Ignoring retina displays

If your image displays at 400px on screen but you serve it at 400px, it looks blurry on retina devices (which is most phones and modern laptops). Serve at 2x the display size: 800px for a 400px slot. That covers retina without being wastefully huge.

Images for specific situations

For email attachments

Most email providers cap attachments at 20 to 25 MB total. If you are sending multiple photos, compress each one and aim for under 500 KB per image. Resize to 1600px wide maximum, nobody is printing photos from an email. Compress at quality 80.

For websites and blogs

Aim for under 200 KB per image. Hero images can go up to 300 KB. Thumbnails should be under 50 KB. Use WebP or AVIF if your platform supports it. Always set width and height attributes in your HTML to prevent layout shift.

For online stores and product images

Product images need to look sharp because they sell things. Use quality 85 to 90. Resize to exactly what your theme displays (usually 1000 to 1200px). For zoom functionality, keep a larger version but still compress it. A 4 MB product photo becoming 95 KB at quality 85 is perfectly sharp for web viewing.

For social media

Platforms re-compress everything you upload. Your goal is to give them a file that is already close to their target quality so they do minimal additional damage. Resize to the platform's recommended dimensions (1080 x 1350 for Instagram feed, 1080 x 1920 for stories) and compress at quality 85. The platform compresses further, but starting clean means less degradation.
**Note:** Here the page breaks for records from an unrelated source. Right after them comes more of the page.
//! Structural `#/paths/...` example references.
//!
//! ```text
//! #/paths/{path}/{method}/requestBody/content/{content-type}[/examples/{name}]
//! #/paths/{path}/{method}/responses/{status}/content/{content-type}[/examples/{name}]
//! ```

use serde_json::Value;
use utoipa::openapi::example::Example;
use utoipa::openapi::path::{Operation, PathItem};
use utoipa::openapi::{Content, RefOr};

use super::PATHS_REF_PREFIX;
use super::pointer::decode_segments;
use crate::diagnostics::{Diagnostic, Diagnostics, PathStep};
use crate::placeholder::example_of;
use crate::{ApiDocument, ResolveError};

const REQUEST_BODY_SEGMENT: &str = "requestBody";
const EXAMPLES_SEGMENT: &str = "examples";

/// Operations an example reference may point into.
#[derive(Debug, Clone, Copy, PartialEq, Eq, derive_more::Display)]
enum OperationMethod {
    #[display("get")]
    Get,
    #[display("post")]
    Post,
    #[display("put")]
    Put,
    #[display("patch")]
    Patch,
    #[display("delete")]
    Delete,
}

impl OperationMethod {
    fn parse(reference: &str, segment: &str) -> Result<Self, ResolveError> {
        let method = segment.to_lowercase();
        match method.as_str() {
            "get" => Ok(Self::Get),
            "post" => Ok(Self::Post),
            "put" => Ok(Self::Put),
            "patch" => Ok(Self::Patch),
            "delete" => Ok(Self::Delete),
            _ => Err(ResolveError::UnsupportedMethod {
                reference: reference.to_string(),
                method,
            }),
        }
    }

    fn select(self, path_item: &PathItem) -> Option<&Operation> {
        match self {
            Self::Get => path_item.get.as_ref(),
            Self::Post => path_item.post.as_ref(),
            Self::Put => path_item.put.as_ref(),
            Self::Patch => path_item.patch.as_ref(),
            Self::Delete => path_item.delete.as_ref(),
        }
    }
}

/// What a structural reference lands on.
enum Target<'a> {
    /// An entry of the media type `examples`.
    Named(&'a RefOr<Example>),
    /// The media type single `example`.
    Direct(&'a Value),
}

#[derive(derive_more::From)]
enum Failure {
    Broken(PathStep),
    Unsupported(ResolveError),
}

/// Looks up the example targeted by a `#/paths/...` reference.
///
/// Broken references are reported and yield `None`.
pub(super) fn lookup(
    owner: &str,
    reference: &str,
    document: &ApiDocument,
    diagnostics: &mut impl Diagnostics,
) -> Result<Option<RefOr<Example>>, ResolveError> {
    match follow(reference, document) {
        Ok(Target::Named(example)) => Ok(Some(example.clone())),
        Ok(Target::Direct(value)) => {
            diagnostics.report(Diagnostic::MalformedDirectRef {
                reference: reference.to_string(),
                owner: owner.to_string(),
            });
            Ok(Some(RefOr::T(example_of(value.clone()))))
        }
        Err(Failure::Broken(step)) => {
            diagnostics.report(Diagnostic::BrokenPathRef {
                reference: reference.to_string(),
                owner: owner.to_string(),
                step,
            });
            Ok(None)
        }
        Err(Failure::Unsupported(error)) => Err(error),
    }
}

fn follow<'a>(reference: &str, document: &'a ApiDocument) -> Result<Target<'a>, Failure> {
    let pointer = reference.strip_prefix(PATHS_REF_PREFIX).unwrap_or(reference);
    let segments = decode_segments(pointer).map_err(|error| PathStep::InvalidPointer { error })?;
    let segment = |index: usize, expected: &'static str| {
        segments
            .get(index)
            .map(String::as_str)
            .ok_or(PathStep::MissingSegment { expected })
    };

    let path = segment(0, "path")?;
    let path_item = document
        .openapi()
        .paths
        .paths
        .get(path)
        .ok_or_else(|| PathStep::UnknownPath {
            path: path.to_string(),
        })?;

    let method = OperationMethod::parse(reference, segment(1, "operation")?)?;
    let operation = method
        .select(path_item)
        .ok_or_else(|| PathStep::UnknownOperation {
            method: method.to_string(),
        })?;

    let section = segment(2, "requestBody or responses")?;
    let (media_type, content_type_index) = if section == REQUEST_BODY_SEGMENT {
        let request_body = operation
            .request_body
            .as_ref()
            .ok_or(PathStep::MissingContent)?;
        (
            find_media_type(&request_body.content, segment(4, "content type"))?,
            4,
        )
    } else {
        let status = segment(3, "response status")?;
        let response = match operation.responses.responses.get(status) {
            Some(RefOr::T(response)) => response,
            Some(RefOr::Ref(response_ref)) => document
                .referenced_response(&response_ref.ref_location)
                .ok_or_else(|| PathStep::UnknownComponentResponse {
                    reference: response_ref.ref_location.clone(),
                })?,
            None => {
                return Err(PathStep::UnknownResponse {
                    status: status.to_string(),
                }
                .into());
            }
        };
        (
            find_media_type(&response.content, segment(5, "content type"))?,
            5,
        )
    };

    if segments.get(content_type_index + 1).map(String::as_str) == Some(EXAMPLES_SEGMENT) {
        let name = segment(content_type_index + 2, "example name")?;
        let example = media_type
            .examples
            .get(name)
            .ok_or_else(|| PathStep::UnknownNamedExample {
                name: name.to_string(),
            })?;
        return Ok(Target::Named(example));
    }

    media_type
        .example
        .as_ref()
        .map(Target::Direct)
        .ok_or(Failure::Broken(PathStep::MissingDirectExample))
}

/// Request bodies and responses do not share the same map type for their content.
fn find_media_type<'a>(
    content: impl IntoIterator<Item = (&'a String, &'a Content)>,
    content_type: Result<&str, PathStep>,
) -> Result<&'a Content, PathStep> {
    let mut content = content.into_iter().peekable();
    if content.peek().is_none() {
        return Err(PathStep::MissingContent);
    }

    let content_type = content_type?;
    content
        .find(|(name, _)| name.as_str() == content_type)
        .map(|(_, media_type)| media_type)
        .ok_or_else(|| PathStep::UnknownContentType {
            content_type: content_type.to_string(),
        })
}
Smartphone displaying a social media feed with photos, representing optimized images for social platforms
Photo by Tracy Le Blanc on Pexels

Does compression hurt SEO?

The opposite. Google uses page speed as a ranking signal. The Largest Contentful Paint (LCP) metric, which is one of three Core Web Vitals, directly depends on how fast your biggest image loads. Smaller images mean faster LCP, which means better rankings.

Compressed images also reduce bandwidth costs, improve mobile experience, and lower your bounce rate because people do not leave waiting for a slow page to load. There is no SEO downside to properly compressed images. The downside is leaving them uncompressed.

Tools that do this automatically (if you do not want to think about it)

If you manage a website and want images optimised without a manual step every time:

  • Cloudflare Polish: Automatically compresses and converts images to WebP/AVIF at the CDN level. Enable once, forget it.
  • WordPress plugins (ShortPixel, Imagify, Smush): Compress on upload, serve WebP, and can bulk-optimise your existing library.
  • Vercel / Next.js Image component: Auto-optimises, resizes, and format-converts at request time.
  • Shopify, Squarespace, Wix: All auto-convert to modern formats and compress through their CDN. No action needed on your part.

For one-off images, manual tasks, or when you want full control, the browser-based compressor handles it in seconds with no signup and no server upload.

The 60-second version

If you just want the answer and do not want to read 2,000 words:

  1. Resize to the display size (800 to 1600px wide for web).
  2. Compress at quality 80.
  3. Use WebP if you can, JPEG if you cannot.
  4. Aim for under 200 KB per image on your site.

That covers 95% of cases. You now know more about image optimisation than most developers who never think about it at all.